═════ Input records ═════
//! Fixed-point tick and sqrt-price math
//!
//! Exact port of the canonical concentrated-liquidity TickMath: sqrt-prices
//! are Q64.96 integers (`sqrt(1.0001^tick) * 2^96`). Everything that feeds
//! amount calculations stays in wide integers; floats appear only in the
//! display-only `price_at_tick`.
//!
//! Matching the on-chain rounding bit-for-bit matters here: a one-unit
//! discrepancy at a range boundary flips a position between in-range and
//! out-of-range.

use crate::error::{Error, Result};
use alloy::primitives::U256;

/// Lowest tick supported by the AMM.
pub const MIN_TICK: i32 = -887_272;
/// Highest tick supported by the AMM.
pub const MAX_TICK: i32 = 887_272;

/// Fixed-point scale for sqrt-prices (2^96).
pub const Q96: U256 = U256::from_limbs([0, 0x1_0000_0000, 0, 0]);

/// `sqrt(1.0001^tick)` at MIN_TICK, the smallest representable sqrt-price.
pub const MIN_SQRT_PRICE: U256 = U256::from_limbs([4295128739, 0, 0, 0]);

/// Per-bit Q128.128 multipliers for `1.0001^(-2^(i-1))`, i = 0..19.
const TICK_MULTIPLIERS: [U256; 20] = [
    U256::from_limbs([0xaa2d162d1a594001, 0xfffcb933bd6fad37, 0, 0]),
    U256::from_limbs([0x59a46990580e213a, 0xfff97272373d4132, 0, 0]),
    U256::from_limbs([0xef12357cf3c7fdcc, 0xfff2e50f5f656932, 0, 0]),
    U256::from_limbs([0x1c3624eaa0941cd0, 0xffe5caca7e10e4e6, 0, 0]),
    U256::from_limbs([0xc9db58835c926644, 0xffcb9843d60f6159, 0, 0]),
    U256::from_limbs([0x472e6896dfb254c0, 0xff973b41fa98c081, 0, 0]),
    U256::from_limbs([0x43ec78b326b52861, 0xff2ea16466c96a38, 0, 0]),
    U256::from_limbs([0x11c461f1969c3053, 0xfe5dee046a99a2a8, 0, 0]),
    U256::from_limbs([0xdcffc83b479aa3a4, 0xfcbe86c7900a88ae, 0, 0]),
    U256::from_limbs([0x6f2b074cf7815e54, 0xf987a7253ac41317, 0, 0]),
    U256::from_limbs([0x940c7a398e4b70f3, 0xf3392b0822b70005, 0, 0]),
    U256::from_limbs([0x43b29c7fa6e889d9, 0xe7159475a2c29b74, 0, 0]),
    U256::from_limbs([0x845ad8f792aa5825, 0xd097f3bdfd2022b8, 0, 0]),
    U256::from_limbs([0x8a65dc1f90e061e5, 0xa9f746462d870fdf, 0, 0]),
    U256::from_limbs([0x90bb3df62baf32f7, 0x70d869a156d2a1b8, 0, 0]),
    U256::from_limbs([0x81231505542fcfa6, 0x31be135f97d08fd9, 0, 0]),
    U256::from_limbs([0xc677de54f3e99bc9, 0x09aa508b5b7a84e1, 0, 0]),
    U256::from_limbs([0x6699c329225ee604, 0x005d6af8dedb8119, 0, 0]),
    U256::from_limbs([0x1ea926041bedfe98, 0x00002216e584f5fa, 0, 0]),
    U256::from_limbs([0x91f7dc42444e8fa2, 0x00000000048a1703, 0, 0]),
];

/// Computes `sqrt(1.0001^tick) * 2^96` with the exact on-chain rounding
/// (round-up on the final Q128.128 -> Q64.96 shift).
///
/// Ticks outside `[MIN_TICK, MAX_TICK]` are malformed input and return
/// `Error::TickOutOfDomain`.
pub fn sqrt_price_at_tick(tick: i32) -> Result<U256> {
    if !(MIN_TICK..=MAX_TICK).contains(&tick) {
        return Err(Error::TickOutOfDomain(tick));
    }
    let abs_tick = tick.unsigned_abs();

    // Q128.128 running product over the set bits of |tick|.
    let mut ratio = if abs_tick & 1 != 0 {
        TICK_MULTIPLIERS[0]
    } else {
        U256::from(1u8) << 128
    };
    for (bit, multiplier) in TICK_MULTIPLIERS.iter().enumerate().skip(1) {
        if abs_tick & (1 << bit) != 0 {
            // ratio < 2^128 and multiplier < 2^128, so the product fits.
            ratio = (ratio * multiplier) >> 128;
        }
    }
    if tick > 0 {
        ratio = U256::MAX / ratio;
    }

    // Q128.128 -> Q64.96, rounding up.
    let shifted = ratio >> 32;
    if (ratio & U256::from(0xffff_ffffu64)) == U256::ZERO {
        Ok(shifted)
    } else {
        Ok(shifted + U256::from(1u8))
    }
}

/// Largest tick whose sqrt-price does not exceed `sqrt_price_x96`.
///
/// Exact on-grid inverse of [`sqrt_price_at_tick`] via binary search; used
/// to cross-check a pool's reported tick against its authoritative
/// sqrt-price.
pub fn tick_at_sqrt_price(sqrt_price_x96: U256) -> Result<i32> {
    if sqrt_price_x96 < MIN_SQRT_PRICE {
        return Err(Error::DataUnavailable(format!(
            "sqrt price {sqrt_price_x96} below minimum"
        )));
    }
    let (mut lo, mut hi) = (MIN_TICK, MAX_TICK);
    while lo < hi {
        let mid = lo + (hi - lo + 1) / 2;
        if sqrt_price_at_tick(mid)? <= sqrt_price_x96 {
            lo = mid;
        } else {
            hi = mid - 1;
        }
    }
    Ok(lo)
}

/// `1.0001^tick` as a float. Display only; never feeds amount math.
pub fn price_at_tick(tick: i32) -> f64 {
    1.0001f64.powi(tick)
}

#[cfg(test)]
mod tests {
    use super::*;

    #[test]
    fn test_sqrt_price_at_zero_is_q96() {
        assert_eq!(sqrt_price_at_tick(0).unwrap(), Q96);
    }

    #[test]
    fn test_sqrt_price_matches_onchain_extremes() {
        // MIN_SQRT_RATIO / MAX_SQRT_RATIO from the reference TickMath.
        assert_eq!(
            sqrt_price_at_tick(MIN_TICK).unwrap(),
            U256::from(4295128739u64)
        );
        assert_eq!(
            sqrt_price_at_tick(MAX_TICK).unwrap(),
            "1461446703485210103287273052203988822378723970342"
                .parse::<U256>()
                .unwrap()
        );
    }

    #[test]
    fn test_sqrt_price_beyond_bit_19() {
        // |tick| >= 524288 exercises the last multiplier in the ladder;
        // these values come from the reference TickMath.
        assert_eq!(
            sqrt_price_at_tick(-524288).unwrap(),
            U256::from(327099227039063107u128)
        );
        assert_eq!(
            sqrt_price_at_tick(524288).unwrap(),
            "19190206568837448476620805525116361302670"
                .parse::<U256>()
                .unwrap()
        );
        // Full-range position bounds on a tick-spacing-60 pool.
        assert_eq!(
            sqrt_price_at_tick(-887220).unwrap(),
            U256::from(4306310044u64)
        );
        assert_eq!(
            sqrt_price_at_tick(887220).unwrap(),
            "1457652066949847389969617340386294118487833376468"
                .parse::<U256>()
                .unwrap()
        );
    }

    #[test]
    fn test_sqrt_price_known_ticks() {
        assert_eq!(
            sqrt_price_at_tick(1000).unwrap(),
            U256::from(83290069058676223003182343270u128)
        );
        assert_eq!(
            sqrt_price_at_tick(-1000).unwrap(),
            U256::from(75364347830767020784054125655u128)
        );
    }

    #[test]
    fn test_sqrt_price_monotonic_near_zero() {
        let mut prev = sqrt_price_at_tick(-50).unwrap();
        for tick in -49..=50 {
            let cur = sqrt_price_at_tick(tick).unwrap();
            assert!(cur > prev, "not monotonic at tick {tick}");
            prev = cur;
        }
    }

    #[test]
    fn test_out_of_domain_tick_rejected() {
        assert!(matches!(
            sqrt_price_at_tick(MAX_TICK + 1),
            Err(Error::TickOutOfDomain(_))
        ));
        assert!(matches!(
            sqrt_price_at_tick(MIN_TICK - 1),
            Err(Error::TickOutOfDomain(_))
        ));
    }

    #[test]
    fn test_tick_at_sqrt_price_roundtrip_on_grid() {
        for tick in [-887272, -100000, -1, 0, 1, 12345, 887272] {
            let sp = sqrt_price_at_tick(tick).unwrap();
            assert_eq!(tick_at_sqrt_price(sp).unwrap(), tick);
        }
    }

    #[test]
    fn test_tick_at_sqrt_price_floors_between_ticks() {
        let sp = sqrt_price_at_tick(100).unwrap() + U256::from(1u8);
        assert_eq!(tick_at_sqrt_price(sp).unwrap(), 100);
    }

    #[test]
    fn test_price_at_tick_display() {
        assert!((price_at_tick(0) - 1.0).abs() < 1e-12);
        assert!((price_at_tick(1) - 1.0001).abs() < 1e-12);
        // 1.0001^6932 is roughly 2.
        assert!((price_at_tick(6932) - 2.0).abs() < 1e-3);
    }
}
═════
Your task: Determine how many lines in the listing above contain the word "supported". Provide that figure only.

Completed exercise: 2